(New York) Déjà fragilisées la semaine précédente, les Bourses européennes ont dévissé lundi tandis que Wall Street a, in extremis, tiré son épingle du jeu face aux tensions russo-américaines en Ukraine, à la veille d’une réunion de la Réserve fédérale américaine.

Mis à jour le 24 janvier
Agence France-Presse

L’Europe a chuté tous azimuts : Paris (-3,97 %), Francfort (-3,80 %), Milan (-4,02 %) et Londres (-2,63 %).  

Les Bourses nordiques ont également dévissé à Stockholm -3,86 %, Copenhague -3,45 %, Helsinki -4,37 % et Oslo -3,45 %.

À New York, Wall Street était en passe de connaître son pire mois de janvier de l’histoire, avec un Dow Jones en repli de 3 % et le NASDAQ en chute de 5 %, lorsqu’une heure avant la clôture, les investisseurs sont revenus en masse pour acheter à la baisse.

Le Dow Jones a ainsi pu terminer en hausse de 0,29 %. Le NASDAQ, à dominante technologique, a avancé de 0,63 % et le S&P 500 de 0,28 %.

« Le risque géopolitique accru aggrave l’anxiété des investisseurs et pèse sur les actifs à risque », notamment les actions liées aux matières premières, commente Craig Erlam, analyste chez Oanda.  

« La semaine pourrait être décisive pour les marchés, avec la réunion de la Réserve fédérale américaine mercredi, les gros résultats technologiques et les tensions continues à la frontière entre l’Ukraine et la Russie », poursuit-il.

L’OTAN a annoncé placer des forces en attente et envoyer des navires et des avions de combat pour renforcer ses défenses en Europe de l’Est sur fond de crainte d’une invasion russe en Ukraine.

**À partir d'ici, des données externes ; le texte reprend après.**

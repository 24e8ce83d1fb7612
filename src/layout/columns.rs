//! Side-by-side column composition.

use crate::text::{Block, GraphemeString};

/// Lay `right` beside `left`, at least `min_gap` spaces past the widest left
/// line.
///
/// Missing lines on either side are treated as empty, so the result has as
/// many lines as the longer column. Left lines are always padded, even when
/// there is no right line to follow them.
pub(crate) fn combine_columns(left: &Block, right: &Block, min_gap: usize) -> Block {
    let mut combined = Block::with_separator(left.line_separator().clone());
    if left.is_empty() && right.is_empty() {
        return combined;
    }

    let left_width = (0..left.len())
        .filter_map(|i| left.char_count(i).ok())
        .max()
        .unwrap_or(0);
    let right_start = left_width + min_gap;
    let empty = GraphemeString::default();

    for i in 0..left.len().max(right.len()) {
        let left_line = left.line(i).unwrap_or(&empty);
        let right_line = right.line(i).unwrap_or(&empty);
        let pad = GraphemeString::from(" ".repeat(right_start - left_line.len()));
        combined.append(left_line.add(&pad).add(right_line));
    }
    combined
}

#[cfg(test)]
mod tests {
    use super::*;

    fn block(lines: &[&str]) -> Block {
        Block::from_lines(
            lines.iter().map(|l| GraphemeString::from(*l)).collect(),
            GraphemeString::from("\n"),
            false,
        )
    }

    fn lines_of(block: &Block) -> Vec<String> {
        block.lines().iter().map(ToString::to_string).collect()
    }

    #[test]
    fn test_combine_equal_heights() {
        let out = combine_columns(&block(&["a", "bbb"]), &block(&["x", "y"]), 2);
        assert_eq!(lines_of(&out), vec!["a    x", "bbb  y"]);
    }

    #[test]
    fn test_combine_left_longer() {
        let out = combine_columns(&block(&["aa", "b", "c"]), &block(&["x"]), 1);
        assert_eq!(lines_of(&out), vec!["aa x", "b  ", "c  "]);
    }

    #[test]
    fn test_combine_right_longer() {
        let out = combine_columns(&block(&["ab"]), &block(&["x", "y"]), 3);
        assert_eq!(lines_of(&out), vec!["ab   x", "     y"]);
    }

    #[test]
    fn test_combine_both_empty() {
        let out = combine_columns(&block(&[]), &block(&[]), 2);
        assert!(out.is_empty());
    }

    #[test]
    fn test_combine_counts_clusters() {
        let out = combine_columns(&block(&["e\u{0301}", "ab"]), &block(&["1", "2"]), 1);
        assert_eq!(lines_of(&out), vec!["e\u{0301}  1", "ab 2"]);
    }
}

Volant au secours des marchés financiers, la Banque centrale russe a annoncé la suspension de l’achat de devises étrangères, après une importante chute des indices boursiers du pays et du cours du rouble.

La Banque centrale américaine (Fed) se prépare quant à elle à relever ses taux directeurs pour lutter contre la flambée des prix, et décidera, lors de sa réunion mardi et mercredi, du rythme et de l’ampleur du mouvement.

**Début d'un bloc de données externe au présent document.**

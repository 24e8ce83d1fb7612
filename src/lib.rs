//! `fixedtext` - Grapheme-aware fixed-width text layout
//!
//! An immutable, chainable editor over a text value with wrapping,
//! justification, alignment, two-column and table layout, indentation and
//! sub-region editing. All positions and widths count user-perceived
//! characters (extended grapheme clusters), so combining marks, emoji ZWJ
//! sequences and Hangul syllables each occupy exactly one column.
//!
//! ```
//! use fixedtext::{Editor, Options};
//!
//! let opts = Options::default().with_preserve_paragraphs(true);
//! let text = Editor::new("one two three four\n\nfive six")
//!     .with_options(opts)
//!     .wrap(9)
//!     .indent(1)
//!     .into_string();
//! assert_eq!(text, "\tone two\n\tthree\n\tfour\n\n\tfive six");
//! ```

// Crate-level lint configuration
#![forbid(unsafe_code)]
#![allow(clippy::module_name_repetitions)] // Allow text::GraphemeString etc
#![allow(clippy::missing_errors_doc)] // Error cases are covered by Error variants
#![allow(clippy::missing_panics_doc)] // Slicing only happens on computed boundaries
#![allow(clippy::missing_const_for_fn)] // Many functions could be const, not critical
#![allow(clippy::doc_markdown)] // Allow technical names without backticks
#![allow(clippy::must_use_candidate)] // Builders are already #[must_use] where it matters
#![allow(clippy::similar_names)] // start/end byte and cluster pairs
#![allow(clippy::redundant_clone)] // Clones in tests for clarity are fine
#![allow(clippy::semicolon_if_nothing_returned)] // Style preference

mod editor;
pub mod error;
pub mod event;
mod layout;
pub mod options;
mod paragraph;
pub mod text;
pub mod unicode;

// Re-export core types at crate root
pub use editor::Editor;
pub use error::{Error, Result};
pub use event::{LogLevel, clear_log_callback, emit_log, set_log_callback};
pub use layout::Alignment;
pub use options::{OptionFlags, Options};
pub use text::{END, GraphemeString};
pub use unicode::{grapheme_indices, graphemes};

À Wall Street le rebond de la dernière heure pour les indices « montre que le marché était survendu », a commenté Karl Haeling de LBBW.

De nombreuses actions vedettes sont tombées en séance à leur plus bas niveau de l’année, comme Twitter qui perdait plus de 7 % avant de terminer positive de 0,69 % à 35,06 dollars.

« C’est essentiellement pour cela que le marché a rebondi », a jugé Karl Haeling. « On avait épuisé les ventes mais je ne suis pas tout à fait sûr qu’on ait atteint un plancher », a-t-il indiqué estimant que la Bourse de New York devrait réagir « fortement dans un sens ou dans l’autre après la Fed » mercredi.

L’aérien en zone de turbulences

La place britannique était notamment pénalisée par le secteur aérien alors que le gouvernement a annoncé lundi que les compagnies aériennes devraient utiliser à partir de l’été 70 % de leurs créneaux de décollage et d’atterrissage au Royaume-Uni pour ne pas les perdre, contre 50 % aujourd’hui. IAG, maison mère de British Airways et Iberia, a reculé de 6,54 % à 147,48 pence et Easyjet de 5,32 % à 594,80 pence. À Dublin, Ryanair a perdu 3,27 % à 16,10 euros.  

En Allemagne, Lufthansa a chuté de 5,05 % à 6,56 euros après l’information du journal italien Il Foglio, selon lequel elle devrait prendre une participation de 40 % dans la compagnie nationale italienne ITA Airways, née des cendres d’Alitalia. Lufthansa, associée au groupe de transport maritime italien MSC, a proposé d’acquérir la majorité d’ITA Airways, a-t-elle confirmé à l’AFP.  

Baisse du pétrole, de l’euro et du bitcoin

Les cours du pétrole fléchissaient lundi, plombés par l’aversion au risque.

Le prix du baril de WTI américain pour livraison en mars a reflué de 2,14 % à 83,31 dollars et celui du baril de Brent de la mer du Nord à même échéance a perdu 1,84 % à 86,27 dollars.

Peu avant 22 h GMT, l’euro s’échangeait pour 1,1324 dollars (-0,18 %).